• [TASK GOAL]: Examine the data below and state how many lines contain "CircularDependency", offering no other words.

Collected data entries:
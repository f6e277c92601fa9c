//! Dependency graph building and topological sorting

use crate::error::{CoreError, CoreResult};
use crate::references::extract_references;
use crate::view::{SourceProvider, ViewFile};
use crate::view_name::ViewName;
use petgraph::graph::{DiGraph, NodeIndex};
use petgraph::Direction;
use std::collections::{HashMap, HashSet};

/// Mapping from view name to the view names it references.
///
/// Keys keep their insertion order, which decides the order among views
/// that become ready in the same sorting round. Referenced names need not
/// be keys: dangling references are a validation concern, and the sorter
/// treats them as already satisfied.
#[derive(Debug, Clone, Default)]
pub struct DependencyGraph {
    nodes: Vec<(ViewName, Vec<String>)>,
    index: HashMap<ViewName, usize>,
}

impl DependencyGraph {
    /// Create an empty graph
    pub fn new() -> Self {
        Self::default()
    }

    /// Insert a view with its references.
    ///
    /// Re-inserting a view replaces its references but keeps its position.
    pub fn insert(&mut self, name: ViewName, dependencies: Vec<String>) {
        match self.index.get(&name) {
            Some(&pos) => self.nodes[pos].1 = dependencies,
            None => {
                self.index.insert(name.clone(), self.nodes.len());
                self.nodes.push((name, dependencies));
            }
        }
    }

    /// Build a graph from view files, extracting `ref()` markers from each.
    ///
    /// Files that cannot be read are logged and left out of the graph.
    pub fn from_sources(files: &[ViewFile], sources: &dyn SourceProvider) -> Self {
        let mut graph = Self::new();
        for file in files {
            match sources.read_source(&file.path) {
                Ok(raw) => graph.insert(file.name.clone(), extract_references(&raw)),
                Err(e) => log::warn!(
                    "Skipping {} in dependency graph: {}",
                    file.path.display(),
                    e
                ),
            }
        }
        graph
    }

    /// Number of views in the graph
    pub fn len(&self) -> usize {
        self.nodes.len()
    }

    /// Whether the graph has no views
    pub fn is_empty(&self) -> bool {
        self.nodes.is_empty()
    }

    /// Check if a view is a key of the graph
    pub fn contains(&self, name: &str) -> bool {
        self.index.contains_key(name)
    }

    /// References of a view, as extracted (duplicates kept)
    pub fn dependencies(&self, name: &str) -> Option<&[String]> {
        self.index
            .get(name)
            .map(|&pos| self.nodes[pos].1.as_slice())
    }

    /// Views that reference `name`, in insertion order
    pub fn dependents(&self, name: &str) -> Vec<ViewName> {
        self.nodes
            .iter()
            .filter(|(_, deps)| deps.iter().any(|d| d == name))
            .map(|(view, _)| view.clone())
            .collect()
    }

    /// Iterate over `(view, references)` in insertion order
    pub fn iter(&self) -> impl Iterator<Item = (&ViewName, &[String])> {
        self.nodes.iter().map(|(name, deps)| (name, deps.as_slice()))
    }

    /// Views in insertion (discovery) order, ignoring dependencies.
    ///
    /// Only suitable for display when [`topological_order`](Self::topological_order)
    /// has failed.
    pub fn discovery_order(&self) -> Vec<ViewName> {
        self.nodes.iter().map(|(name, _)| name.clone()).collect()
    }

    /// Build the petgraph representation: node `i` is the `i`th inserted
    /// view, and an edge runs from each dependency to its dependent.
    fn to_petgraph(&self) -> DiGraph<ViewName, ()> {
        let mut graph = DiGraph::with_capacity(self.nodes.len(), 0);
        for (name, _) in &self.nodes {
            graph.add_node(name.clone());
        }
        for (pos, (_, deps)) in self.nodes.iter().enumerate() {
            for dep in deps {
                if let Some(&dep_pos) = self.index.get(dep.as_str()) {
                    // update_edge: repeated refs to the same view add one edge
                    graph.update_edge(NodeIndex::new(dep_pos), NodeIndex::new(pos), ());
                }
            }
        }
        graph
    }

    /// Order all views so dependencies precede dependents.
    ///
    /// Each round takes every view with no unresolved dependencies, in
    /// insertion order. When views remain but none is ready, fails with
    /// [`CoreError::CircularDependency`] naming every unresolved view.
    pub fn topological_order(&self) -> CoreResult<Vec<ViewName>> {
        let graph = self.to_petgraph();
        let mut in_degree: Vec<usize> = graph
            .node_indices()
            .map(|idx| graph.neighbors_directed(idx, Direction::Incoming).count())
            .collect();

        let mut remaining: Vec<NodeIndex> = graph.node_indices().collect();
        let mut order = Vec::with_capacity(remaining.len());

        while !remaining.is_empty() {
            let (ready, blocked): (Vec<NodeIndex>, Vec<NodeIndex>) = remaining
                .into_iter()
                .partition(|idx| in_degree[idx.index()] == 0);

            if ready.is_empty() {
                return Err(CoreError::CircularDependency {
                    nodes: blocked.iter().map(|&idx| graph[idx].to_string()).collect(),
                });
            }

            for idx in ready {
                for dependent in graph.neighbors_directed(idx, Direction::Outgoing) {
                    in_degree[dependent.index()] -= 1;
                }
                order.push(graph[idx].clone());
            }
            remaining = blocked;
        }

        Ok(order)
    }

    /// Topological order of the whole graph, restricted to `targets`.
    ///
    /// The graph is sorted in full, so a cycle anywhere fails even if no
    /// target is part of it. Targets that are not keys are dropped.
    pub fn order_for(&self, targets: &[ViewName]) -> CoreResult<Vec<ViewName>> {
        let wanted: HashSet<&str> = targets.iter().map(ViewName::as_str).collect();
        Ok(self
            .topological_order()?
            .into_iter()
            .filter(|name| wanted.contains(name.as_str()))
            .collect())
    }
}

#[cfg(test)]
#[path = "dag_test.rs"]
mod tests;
--
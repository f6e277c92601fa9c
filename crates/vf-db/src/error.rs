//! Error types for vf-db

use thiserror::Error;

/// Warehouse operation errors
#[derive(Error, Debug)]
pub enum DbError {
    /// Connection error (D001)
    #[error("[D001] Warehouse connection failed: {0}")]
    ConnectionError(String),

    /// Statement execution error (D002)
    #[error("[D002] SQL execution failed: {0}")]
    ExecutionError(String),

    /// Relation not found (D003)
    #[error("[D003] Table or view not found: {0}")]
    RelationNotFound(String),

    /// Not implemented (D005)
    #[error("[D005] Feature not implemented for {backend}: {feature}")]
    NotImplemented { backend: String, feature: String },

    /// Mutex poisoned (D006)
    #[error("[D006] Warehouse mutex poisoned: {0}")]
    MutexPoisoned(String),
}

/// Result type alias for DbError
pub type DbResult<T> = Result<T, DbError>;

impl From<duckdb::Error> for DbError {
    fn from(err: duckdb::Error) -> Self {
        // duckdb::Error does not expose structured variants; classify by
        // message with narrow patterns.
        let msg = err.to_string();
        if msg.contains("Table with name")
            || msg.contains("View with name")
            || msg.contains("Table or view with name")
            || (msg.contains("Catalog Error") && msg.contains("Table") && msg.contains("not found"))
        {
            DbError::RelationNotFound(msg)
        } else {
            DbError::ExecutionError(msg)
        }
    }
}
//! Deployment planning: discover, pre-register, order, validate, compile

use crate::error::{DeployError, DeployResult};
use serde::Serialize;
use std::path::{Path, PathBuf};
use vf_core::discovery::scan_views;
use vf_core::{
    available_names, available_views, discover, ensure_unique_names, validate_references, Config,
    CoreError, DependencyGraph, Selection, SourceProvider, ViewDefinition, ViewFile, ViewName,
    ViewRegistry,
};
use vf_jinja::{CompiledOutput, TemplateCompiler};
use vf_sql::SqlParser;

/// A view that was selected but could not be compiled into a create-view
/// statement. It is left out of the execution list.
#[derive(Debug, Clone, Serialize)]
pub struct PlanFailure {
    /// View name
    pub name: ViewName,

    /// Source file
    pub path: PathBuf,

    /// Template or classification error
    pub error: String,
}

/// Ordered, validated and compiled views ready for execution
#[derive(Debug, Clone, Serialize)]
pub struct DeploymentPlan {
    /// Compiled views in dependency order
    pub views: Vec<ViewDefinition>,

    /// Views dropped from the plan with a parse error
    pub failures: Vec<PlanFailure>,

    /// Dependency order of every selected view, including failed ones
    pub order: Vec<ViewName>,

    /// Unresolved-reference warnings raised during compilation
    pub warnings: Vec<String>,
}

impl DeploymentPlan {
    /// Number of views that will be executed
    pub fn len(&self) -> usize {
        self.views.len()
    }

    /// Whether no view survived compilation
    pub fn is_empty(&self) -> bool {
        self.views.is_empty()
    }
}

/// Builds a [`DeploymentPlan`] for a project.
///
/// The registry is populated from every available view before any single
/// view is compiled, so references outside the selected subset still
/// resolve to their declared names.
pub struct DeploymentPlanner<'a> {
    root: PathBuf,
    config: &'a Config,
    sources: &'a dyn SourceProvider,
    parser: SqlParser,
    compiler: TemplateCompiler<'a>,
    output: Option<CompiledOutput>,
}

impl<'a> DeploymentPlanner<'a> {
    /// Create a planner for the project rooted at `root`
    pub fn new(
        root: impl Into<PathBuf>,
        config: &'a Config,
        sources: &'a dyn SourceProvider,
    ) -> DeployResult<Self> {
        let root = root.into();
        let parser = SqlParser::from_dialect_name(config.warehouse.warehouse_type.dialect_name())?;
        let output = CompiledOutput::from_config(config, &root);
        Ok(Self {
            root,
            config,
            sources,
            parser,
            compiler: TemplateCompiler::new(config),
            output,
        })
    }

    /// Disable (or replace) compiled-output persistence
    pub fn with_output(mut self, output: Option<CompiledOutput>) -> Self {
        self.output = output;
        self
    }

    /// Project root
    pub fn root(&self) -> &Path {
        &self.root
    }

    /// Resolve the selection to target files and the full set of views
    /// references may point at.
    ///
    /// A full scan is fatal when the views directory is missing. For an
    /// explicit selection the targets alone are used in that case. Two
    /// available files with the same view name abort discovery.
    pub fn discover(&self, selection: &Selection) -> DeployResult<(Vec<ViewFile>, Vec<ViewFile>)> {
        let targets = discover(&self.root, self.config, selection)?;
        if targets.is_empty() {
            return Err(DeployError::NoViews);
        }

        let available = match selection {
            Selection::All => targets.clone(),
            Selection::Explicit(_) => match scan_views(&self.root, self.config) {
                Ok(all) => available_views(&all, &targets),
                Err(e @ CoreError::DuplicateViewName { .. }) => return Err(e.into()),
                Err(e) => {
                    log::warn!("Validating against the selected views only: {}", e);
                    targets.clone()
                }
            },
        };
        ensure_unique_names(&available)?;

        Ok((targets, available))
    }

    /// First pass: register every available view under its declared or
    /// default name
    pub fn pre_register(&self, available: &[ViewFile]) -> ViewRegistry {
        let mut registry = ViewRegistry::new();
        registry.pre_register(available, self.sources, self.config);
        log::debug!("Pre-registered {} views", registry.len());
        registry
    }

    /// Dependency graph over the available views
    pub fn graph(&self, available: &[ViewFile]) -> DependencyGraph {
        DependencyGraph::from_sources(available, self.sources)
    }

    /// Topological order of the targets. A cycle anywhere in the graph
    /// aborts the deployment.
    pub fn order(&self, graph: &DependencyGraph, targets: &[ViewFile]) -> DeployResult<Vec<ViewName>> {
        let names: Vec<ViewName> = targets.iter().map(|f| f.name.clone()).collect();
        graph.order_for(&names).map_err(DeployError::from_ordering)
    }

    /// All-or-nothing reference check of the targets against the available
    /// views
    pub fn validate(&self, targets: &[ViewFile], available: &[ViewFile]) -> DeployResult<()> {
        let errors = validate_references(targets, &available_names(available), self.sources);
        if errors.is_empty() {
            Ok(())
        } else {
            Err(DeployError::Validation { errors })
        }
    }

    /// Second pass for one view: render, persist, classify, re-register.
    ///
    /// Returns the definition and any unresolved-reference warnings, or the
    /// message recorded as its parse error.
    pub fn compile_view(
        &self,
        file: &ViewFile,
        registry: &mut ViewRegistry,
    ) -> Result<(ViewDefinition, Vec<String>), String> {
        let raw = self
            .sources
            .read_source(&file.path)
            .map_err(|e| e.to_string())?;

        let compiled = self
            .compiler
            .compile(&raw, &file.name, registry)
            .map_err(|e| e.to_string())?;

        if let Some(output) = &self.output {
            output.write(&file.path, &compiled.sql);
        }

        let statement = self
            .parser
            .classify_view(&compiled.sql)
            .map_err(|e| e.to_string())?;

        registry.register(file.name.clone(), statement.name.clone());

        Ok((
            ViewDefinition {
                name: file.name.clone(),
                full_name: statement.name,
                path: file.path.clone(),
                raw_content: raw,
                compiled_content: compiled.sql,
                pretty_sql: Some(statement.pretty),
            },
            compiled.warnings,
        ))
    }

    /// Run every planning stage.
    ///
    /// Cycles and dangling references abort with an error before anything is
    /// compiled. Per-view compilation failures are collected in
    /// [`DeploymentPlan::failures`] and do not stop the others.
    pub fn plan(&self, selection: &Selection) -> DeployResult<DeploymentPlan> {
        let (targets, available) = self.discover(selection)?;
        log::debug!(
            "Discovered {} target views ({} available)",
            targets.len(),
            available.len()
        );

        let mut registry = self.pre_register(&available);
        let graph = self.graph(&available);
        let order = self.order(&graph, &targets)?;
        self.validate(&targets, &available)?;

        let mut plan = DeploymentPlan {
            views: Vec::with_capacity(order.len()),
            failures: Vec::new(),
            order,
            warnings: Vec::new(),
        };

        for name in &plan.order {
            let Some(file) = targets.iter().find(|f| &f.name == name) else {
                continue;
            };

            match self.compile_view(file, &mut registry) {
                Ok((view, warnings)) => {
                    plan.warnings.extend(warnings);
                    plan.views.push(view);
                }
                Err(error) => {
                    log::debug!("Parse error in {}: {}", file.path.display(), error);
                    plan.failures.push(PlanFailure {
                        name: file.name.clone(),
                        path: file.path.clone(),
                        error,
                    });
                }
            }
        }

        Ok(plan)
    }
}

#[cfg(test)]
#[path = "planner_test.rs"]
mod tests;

• [TASK OUTPUT]: 2